保証人支援の経過と成果

保証人支援の経過と成果

 Nは高校入学の際にEd.ベンチャーのメンバーが保証人となり、①社協の高校支度金、②県の奨学金の2種類の借入を行った。2014年3月に学校を終え返済が始まったが、就職はせずアルバイトと趣味で過ごすという非常に不安定な生活が続き、返済が滞るようになった。そこで2015年から保証人事業で月1回の面談を設定し、返済・生活状況の確認とアドバイスを行うようにした。生活が落ち着いてきた2016年からは、1月と7月の年2回報告会を開き、返済・生活状況を確認してきた。その結果①は2017年3月に返済が終了し、②は2019年10月現在で1/3の返済が終わっている。現在も毎月返済しているが滞納はない。保証人事業の終了に伴い、2019年から報告会は教育相談が引き継いでいるが、10月の報告会ではしっかりとした話しぶりで成長が感じ取れた。アルバイトだが2年半同じ職場で働くことで生活のリズムができ、仕事にも慣れて自信がついてきたことが、表情から窺い知れた。今後も年1回の報告会を続けると共に、必要があれば適宜面談も行う予定である。   

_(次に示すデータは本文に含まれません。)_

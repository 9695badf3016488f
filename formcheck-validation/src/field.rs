// Field definitions and value lookup

use serde::{Deserialize, Serialize};
use std::collections::{BTreeMap, HashMap};
use std::hash::BuildHasher;

/// Rule expressions declared for a field.
///
/// Definitions may give a single expression or a list; both deserialize here
/// and are read back as an ordered slice.
#[derive(Debug, Clone, PartialEq, Eq, Serialize, Deserialize)]
#[serde(untagged)]
pub enum RuleList {
    One(String),
    Many(Vec<String>),
}

impl RuleList {
    /// Expressions in declared order
    pub fn as_slice(&self) -> &[String] {
        match self {
            RuleList::One(expression) => std::slice::from_ref(expression),
            RuleList::Many(expressions) => expressions,
        }
    }
}

impl Default for RuleList {
    fn default() -> Self {
        RuleList::Many(Vec::new())
    }
}

impl From<&str> for RuleList {
    fn from(expression: &str) -> Self {
        RuleList::One(expression.to_string())
    }
}

impl From<String> for RuleList {
    fn from(expression: String) -> Self {
        RuleList::One(expression)
    }
}

impl From<Vec<String>> for RuleList {
    fn from(expressions: Vec<String>) -> Self {
        RuleList::Many(expressions)
    }
}

impl From<Vec<&str>> for RuleList {
    fn from(expressions: Vec<&str>) -> Self {
        RuleList::Many(expressions.into_iter().map(str::to_string).collect())
    }
}

impl<const N: usize> From<[&str; N]> for RuleList {
    fn from(expressions: [&str; N]) -> Self {
        RuleList::Many(expressions.into_iter().map(str::to_string).collect())
    }
}

/// A named input and its rule chain
#[derive(Debug, Clone, PartialEq, Eq, Serialize, Deserialize)]
pub struct Field {
    /// Field name, also the key into the value lookup
    pub name: String,

    /// Rule chain, evaluated in order
    #[serde(default)]
    pub rules: RuleList,
}

impl Field {
    /// Create a field definition
    ///
    /// ```
    /// use formcheck_validation::Field;
    ///
    /// let email = Field::new("email", ["required", "email"]);
    /// let nickname = Field::new("nickname", "username");
    /// assert_eq!(email.rule_expressions().len(), 2);
    /// assert_eq!(nickname.rule_expressions(), ["username"]);
    /// ```
    pub fn new(name: impl Into<String>, rules: impl Into<RuleList>) -> Self {
        Self {
            name: name.into(),
            rules: rules.into(),
        }
    }

    /// Rule expressions in declared order
    pub fn rule_expressions(&self) -> &[String] {
        self.rules.as_slice()
    }
}

/// Lookup of raw input values by field name.
pub trait ValueSource {
    /// Value supplied for `field`, `None` when the caller supplied nothing
    fn value(&self, field: &str) -> Option<&str>;
}

impl<S: BuildHasher> ValueSource for HashMap<String, String, S> {
    fn value(&self, field: &str) -> Option<&str> {
        self.get(field).map(String::as_str)
    }
}

impl<S: BuildHasher> ValueSource for HashMap<&str, &str, S> {
    fn value(&self, field: &str) -> Option<&str> {
        self.get(field).copied()
    }
}

impl ValueSource for BTreeMap<String, String> {
    fn value(&self, field: &str) -> Option<&str> {
        self.get(field).map(String::as_str)
    }
}

impl<T: ValueSource + ?Sized> ValueSource for &T {
    fn value(&self, field: &str) -> Option<&str> {
        (**self).value(field)
    }
}
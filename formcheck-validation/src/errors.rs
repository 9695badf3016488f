// Validation errors

use serde::ser::{Serialize, SerializeMap, Serializer};
use std::fmt;
use thiserror::Error;

/// Validation error for a single field
#[derive(Debug, Clone, PartialEq, Eq)]
pub struct ValidationError {
    /// Field name that failed validation
    pub field: String,

    /// Error message
    pub message: String,

    /// Name of the rule that failed
    pub rule: String,

    /// Value that failed validation (optional)
    pub value: Option<String>,
}

impl ValidationError {
    /// Create a new validation error
    pub fn new(field: impl Into<String>, message: impl Into<String>) -> Self {
        Self {
            field: field.into(),
            message: message.into(),
            rule: "custom".to_string(),
            value: None,
        }
    }

    /// Set the rule name
    pub fn with_rule(mut self, rule: impl Into<String>) -> Self {
        self.rule = rule.into();
        self
    }

    /// Set the invalid value
    pub fn with_value(mut self, value: impl Into<String>) -> Self {
        self.value = Some(value.into());
        self
    }
}

impl fmt::Display for ValidationError {
    fn fmt(&self, f: &mut fmt::Formatter<'_>) -> fmt::Result {
        write!(f, "{}: {}", self.field, self.message)
    }
}

impl std::error::Error for ValidationError {}

/// Field name to message store filled during a validation pass.
///
/// Holds at most one entry per field. Iteration follows first-insertion order.
#[derive(Debug, Clone, Default, PartialEq, Eq)]
pub struct FieldErrors {
    errors: Vec<ValidationError>,
}

impl FieldErrors {
    /// Create an empty collector
    pub fn new() -> Self {
        Self::default()
    }

    /// Record a message for a field, replacing any earlier one in place
    pub fn add_error(&mut self, field: impl Into<String>, message: impl Into<String>) {
        self.insert(ValidationError::new(field, message));
    }

    /// Record a rule failure, replacing any earlier entry for the same field
    pub fn insert(&mut self, error: ValidationError) {
        match self.errors.iter_mut().find(|e| e.field == error.field) {
            Some(existing) => *existing = error,
            None => self.errors.push(error),
        }
    }

    /// Message recorded for a field
    pub fn get(&self, field: &str) -> Option<&str> {
        self.get_error(field).map(|e| e.message.as_str())
    }

    /// Full error recorded for a field
    pub fn get_error(&self, field: &str) -> Option<&ValidationError> {
        self.errors.iter().find(|e| e.field == field)
    }

    /// Check whether a field has an error
    pub fn contains(&self, field: &str) -> bool {
        self.get_error(field).is_some()
    }

    /// Check if there are any errors
    pub fn is_empty(&self) -> bool {
        self.errors.is_empty()
    }

    /// Get the number of fields with errors
    pub fn len(&self) -> usize {
        self.errors.len()
    }

    /// Iterate `(field, message)` pairs in insertion order
    pub fn iter(&self) -> impl Iterator<Item = (&str, &str)> {
        self.errors
            .iter()
            .map(|e| (e.field.as_str(), e.message.as_str()))
    }

    /// Recorded errors in insertion order
    pub fn as_slice(&self) -> &[ValidationError] {
        &self.errors
    }

    /// Convert to JSON representation
    pub fn to_json(&self) -> serde_json::Value {
        serde_json::json!({
            "errors": self.errors.iter().map(|e| {
                serde_json::json!({
                    "field": e.field,
                    "message": e.message,
                    "rule": e.rule,
                    "value": e.value,
                })
            }).collect::<Vec<_>>()
        })
    }
}

impl fmt::Display for FieldErrors {
    fn fmt(&self, f: &mut fmt::Formatter<'_>) -> fmt::Result {
        for error in &self.errors {
            writeln!(f, "{}", error)?;
        }
        Ok(())
    }
}

impl Serialize for FieldErrors {
    fn serialize<S: Serializer>(&self, serializer: S) -> Result<S::Ok, S::Error> {
        let mut map = serializer.serialize_map(Some(self.errors.len()))?;
        for (field, message) in self.iter() {
            map.serialize_entry(field, message)?;
        }
        map.end()
    }
}

impl<'a> IntoIterator for &'a FieldErrors {
    type Item = &'a ValidationError;
    type IntoIter = std::slice::Iter<'a, ValidationError>;

    fn into_iter(self) -> Self::IntoIter {
        self.errors.iter()
    }
}

/// Errors turning a rule expression into a catalog rule.
#[derive(Debug, Clone, PartialEq, Eq, Error)]
pub enum RuleError {
    /// Name is not part of the rule catalog
    #[error("unknown rule `{0}`")]
    Unknown(String),

    /// Rule needs an `=argument`
    #[error("rule `{0}` requires an argument")]
    MissingArgument(&'static str),

    /// Rule takes no argument but one was given
    #[error("rule `{rule}` takes no argument, got `{arg}`")]
    UnexpectedArgument { rule: &'static str, arg: String },

    /// Length argument is not a non-negative integer
    #[error("rule `{rule}` expects a non-negative integer length, got `{arg}`")]
    InvalidLength { rule: &'static str, arg: String },
}

/// Caller setup defects that abort a validation pass.
///
/// These never end up in [`FieldErrors`], which only holds end-user messages.
#[derive(Debug, Clone, PartialEq, Eq, Error)]
pub enum FormError {
    /// A rule expression could not be resolved
    #[error("invalid rule `{expression}` on field `{field}`: {source}")]
    InvalidRule {
        field: String,
        expression: String,
        #[source]
        source: RuleError,
    },

    /// The value lookup has no entry for a declared field
    #[error("no value supplied for field `{0}`")]
    MissingValue(String),
}

/// Errors loading form schemas and message catalogs.
#[derive(Debug, Error)]
pub enum SchemaError {
    #[error("IO error: {0}")]
    Io(#[from] std::io::Error),

    #[error("JSON parse error: {0}")]
    Json(#[from] serde_json::Error),

    #[error("TOML parse error: {0}")]
    Toml(#[from] toml::de::Error),

    #[error("Unsupported schema format: {0}")]
    UnsupportedFormat(String),

    /// Message override keyed by something other than a rule name
    #[error("Unknown message key: {0}")]
    UnknownMessageKey(String),

    #[error("Invalid locale: {0}")]
    InvalidLocale(String),
}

 社会人となった当初は、働くイメージがなく漠然とした夢を描くだけで、自立した生活を真剣に考えることはできなかった。しかし、定期的な面談や報告会の中で、多くの大人から生活費のやりくりの仕方、保険・年金・税金といった社会生活上必要な知識、日本で外国人が働く際の厳しい現実等について話をされ、様々な助言を受けたことで、ゆっくりではあるが日本社会で働いて生きていくために今後どうしたらいいかを自分自身で考え始めている。外国人の若者が学校卒業後に日本社会で働いて生きていくには、わからないことが多く、行きづらさが増すであろうと想像される。ある程度生活が軌道に乗るまで、Ed.ベンチャーが相談役として必要に応じて関わることは、大いに意義があることと思う。